Defoe ci porta lentamente sulla scia di pensiero che vede la Divina Provvidenza come unica speranza di salvezza dell’uomo, come unico scudo contro le forze del male, così presenti e così pressanti nella nostra vita.
Nonostante sia ritenuto, a buon titolo, il padre del romanzo inglese, trovo che in questa raccolta abbia prevalso la sua natura di giornalista, quella dell’indagatore e dell’uomo curioso; mi è risultato semplice pensarla così dati anche alcuni cenni di denuncia lanciati ad alcune categorie sociali di vedute non troppo ampie. Un leitmotiv, un fil rouge che si insinua nelle “cuciture” di questa raccolta è, tra l’altro, il metodo deduttivo di Defoe, metodo che - ho riscontrato -  usano spesso persone come i giornalisti, gli uomini di Legge e le Autorità.

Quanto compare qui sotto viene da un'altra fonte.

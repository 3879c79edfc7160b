use std::{cmp::Ordering, str::FromStr};

use serde::{Deserialize, Deserializer, Serialize};

/// A 20-byte identifier, used for torrent info hashes and peer ids.
#[derive(Clone, Copy, PartialEq, Eq, Hash, Default)]
pub struct Id20(pub [u8; 20]);

impl Id20 {
    pub const fn new(from: [u8; 20]) -> Id20 {
        Id20(from)
    }

    pub fn as_string(&self) -> String {
        hex::encode(self.0)
    }

    /// First 8 hex characters, handy for log lines.
    pub fn short(&self) -> String {
        hex::encode(&self.0[..4])
    }
}

impl std::fmt::Debug for Id20 {
    fn fmt(&self, f: &mut std::fmt::Formatter<'_>) -> std::fmt::Result {
        for byte in self.0 {
            write!(f, "{byte:02x?}")?;
        }
        Ok(())
    }
}

impl std::fmt::Display for Id20 {
    fn fmt(&self, f: &mut std::fmt::Formatter<'_>) -> std::fmt::Result {
        std::fmt::Debug::fmt(self, f)
    }
}

impl FromStr for Id20 {
    type Err = anyhow::Error;

    fn from_str(s: &str) -> Result<Self, Self::Err> {
        let mut out = [0u8; 20];
        if s.len() != 40 {
            anyhow::bail!("expected a hex string of length 40, got {}", s.len())
        };
        hex::decode_to_slice(s, &mut out)?;
        Ok(Id20(out))
    }
}

// Serialized as hex: the only formats we persist ids in are JSON manifests and events.
impl Serialize for Id20 {
    fn serialize<S>(&self, serializer: S) -> Result<S::Ok, S::Error>
    where
        S: serde::Serializer,
    {
        serializer.serialize_str(&self.as_string())
    }
}

impl<'de> Deserialize<'de> for Id20 {
    fn deserialize<D>(deserializer: D) -> Result<Self, D::Error>
    where
        D: Deserializer<'de>,
    {
        struct IdVisitor;

        impl<'de> serde::de::Visitor<'de> for IdVisitor {
            type Value = Id20;

            fn expecting(&self, formatter: &mut std::fmt::Formatter) -> std::fmt::Result {
                formatter.write_str("a 40 character hex string or 20 raw bytes")
            }

            fn visit_str<E>(self, v: &str) -> Result<Self::Value, E>
            where
                E: serde::de::Error,
            {
                if v.len() != 40 {
                    return Err(E::invalid_length(v.len(), &self));
                }
                let mut out = [0u8; 20];
                match hex::decode_to_slice(v, &mut out) {
                    Ok(_) => Ok(Id20(out)),
                    Err(e) => Err(E::custom(e)),
                }
            }

            fn visit_bytes<E>(self, v: &[u8]) -> Result<Self::Value, E>
            where
                E: serde::de::Error,
            {
                if v.len() != 20 {
                    return Err(E::invalid_length(v.len(), &self));
                }
                let mut buf = [0u8; 20];
                buf.copy_from_slice(v);
                Ok(Id20(buf))
            }
        }

        deserializer.deserialize_any(IdVisitor)
    }
}

impl PartialOrd<Id20> for Id20 {
    fn partial_cmp(&self, other: &Id20) -> Option<Ordering> {
        Some(self.cmp(other))
    }
}

impl Ord for Id20 {
    fn cmp(&self, other: &Id20) -> Ordering {
        self.0.cmp(&other.0)
    }
}

#[cfg(test)]
mod tests {
    use super::*;

    #[test]
    fn test_from_str_and_back() {
        let s = "775459190aa65566591634203f8d9f17d341f969";
        let id = Id20::from_str(s).unwrap();
        assert_eq!(id.as_string(), s);
        assert_eq!(id.short(), "77545919");
    }

    #[test]
    fn test_from_str_bad_length() {
        assert!(Id20::from_str("abcd").is_err());
    }

    #[test]
    fn test_json_hex() {
        let id = Id20::new([0xab; 20]);
        let json = serde_json::to_string(&id).unwrap();
        assert_eq!(json, format!("\"{}\"", "ab".repeat(20)));
        let back: Id20 = serde_json::from_str(&json).unwrap();
        assert_eq!(back, id);
    }
}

Ciò che ha rallentato un po’ la mia lettura è lo stile: la costruzione dei periodi, il costrutto delle frasi – a mio avviso – ricco e complesso mi hanno reso la lettura meno scorrevole del previsto nonostante alcuni racconti siano davvero piacevoli e scorrevoli per contenuto; ma dobbiamo anche considerare che la scrittura è quella del 1600-1700. Per spezzare una lancia a favore dello stile narrativo di Defoe, posso però dire che mi è piaciuta la sua tecnica di parlare direttamente al lettore: così facendo, quest’ultimo si sente maggiormente coinvolto e partecipe agli eventi narrati.
Un libro molto particolare, sicuramente non scontato e decisamente non banale. Lettura interessante, consigliata agli amanti del genere noir, ma anche a tutti coloro che si interessano di esperimenti letterari, nonché di storia della letteratura.